* **DATA FOR PROCESSING**
------------------------------------

use crate::error::{Result, SlowQuitError};
use crate::events::VirtualKeyEvent;
use crate::debug_if_enabled;
use parking_lot::Mutex;
use tracing::info;

/// Виртуальная клавиатура uinput: проброс пропущенных событий и синтез сочетаний
pub struct VirtualDevice {
    device: Mutex<Option<uinput::Device>>,
    device_name: String,
    dry_run: bool,
}

impl VirtualDevice {
    pub fn new(device_name: &str, dry_run: bool) -> Result<Self> {
        info!("Инициализация VirtualDevice '{}' (dry_run: {})", device_name, dry_run);

        let device = if dry_run {
            None
        } else {
            Some(Self::create_virtual_device(device_name)?)
        };

        Ok(Self {
            device: Mutex::new(device),
            device_name: device_name.to_string(),
            dry_run,
        })
    }

    fn create_virtual_device(device_name: &str) -> Result<uinput::Device> {
        info!("Создание виртуального устройства uinput '{}'", device_name);

        let virtual_device = uinput::default()?
            .name(device_name)?
            .event(uinput::event::Keyboard::All)?
            .create()
            .map_err(|e| SlowQuitError::Internal(format!("Не удалось создать виртуальное устройство '{}': {}", device_name, e)))?;

        info!("Виртуальное устройство '{}' создано успешно", device_name);
        Ok(virtual_device)
    }

    pub fn name(&self) -> &str {
        &self.device_name
    }

    pub fn send_event(&self, event: VirtualKeyEvent) -> Result<()> {
        self.send_batch(&[event])
    }

    /// Отправить несколько событий одной пачкой с одной синхронизацией
    pub fn send_batch(&self, events: &[VirtualKeyEvent]) -> Result<()> {
        if self.dry_run {
            info!("[DRY RUN] {}: {:?}", self.device_name, events);
            return Ok(());
        }

        let mut guard = self.device.lock();
        let Some(device) = guard.as_mut() else {
            return Err(SlowQuitError::Internal("Виртуальное устройство недоступно".to_string()));
        };

        for event in events {
            let keycode = event.key_code.value() as i32;
            let value = event.state.value();

            // EV_KEY
            if let Err(e) = device.write(1, keycode, value) {
                return Err(SlowQuitError::Internal(format!("Не удалось отправить событие клавиши {}: {}", keycode, e)));
            }

            // EV_SYN после каждого изменения, иначе композитор склеит нажатие и отпускание
            if let Err(e) = device.write(0, 0, 0) {
                return Err(SlowQuitError::Internal(format!("Не удалось синхронизировать события: {}", e)));
            }
        }

        debug_if_enabled!("{} событий отправлено через {}", events.len(), self.device_name);
        Ok(())
    }
}

impl Drop for VirtualDevice {
    fn drop(&mut self) {
        if !self.dry_run {
            info!("Закрытие виртуального устройства '{}'", self.device_name);
        }
    }
}

#[cfg(test)]
mod tests {
    use super::*;
    use crate::events::KeyCode;

    #[test]
    fn dry_run_device_accepts_events() {
        let device = VirtualDevice::new("test", true).unwrap();
        assert_eq!(device.name(), "test");
        assert!(device.send_event(VirtualKeyEvent::press(KeyCode::new(16))).is_ok());
        assert!(device
            .send_batch(&[
                VirtualKeyEvent::press(KeyCode::new(29)),
                VirtualKeyEvent::release(KeyCode::new(29)),
            ])
            .is_ok());
    }
}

------------------------------------

* **WORK TASK**
From the records, copy out each line that includes the string "press".

* **WRITTEN RESPONSE**
        assert!(device.send_event(VirtualKeyEvent::press(KeyCode::new(16))).is_ok());
                VirtualKeyEvent::press(KeyCode::new(29)),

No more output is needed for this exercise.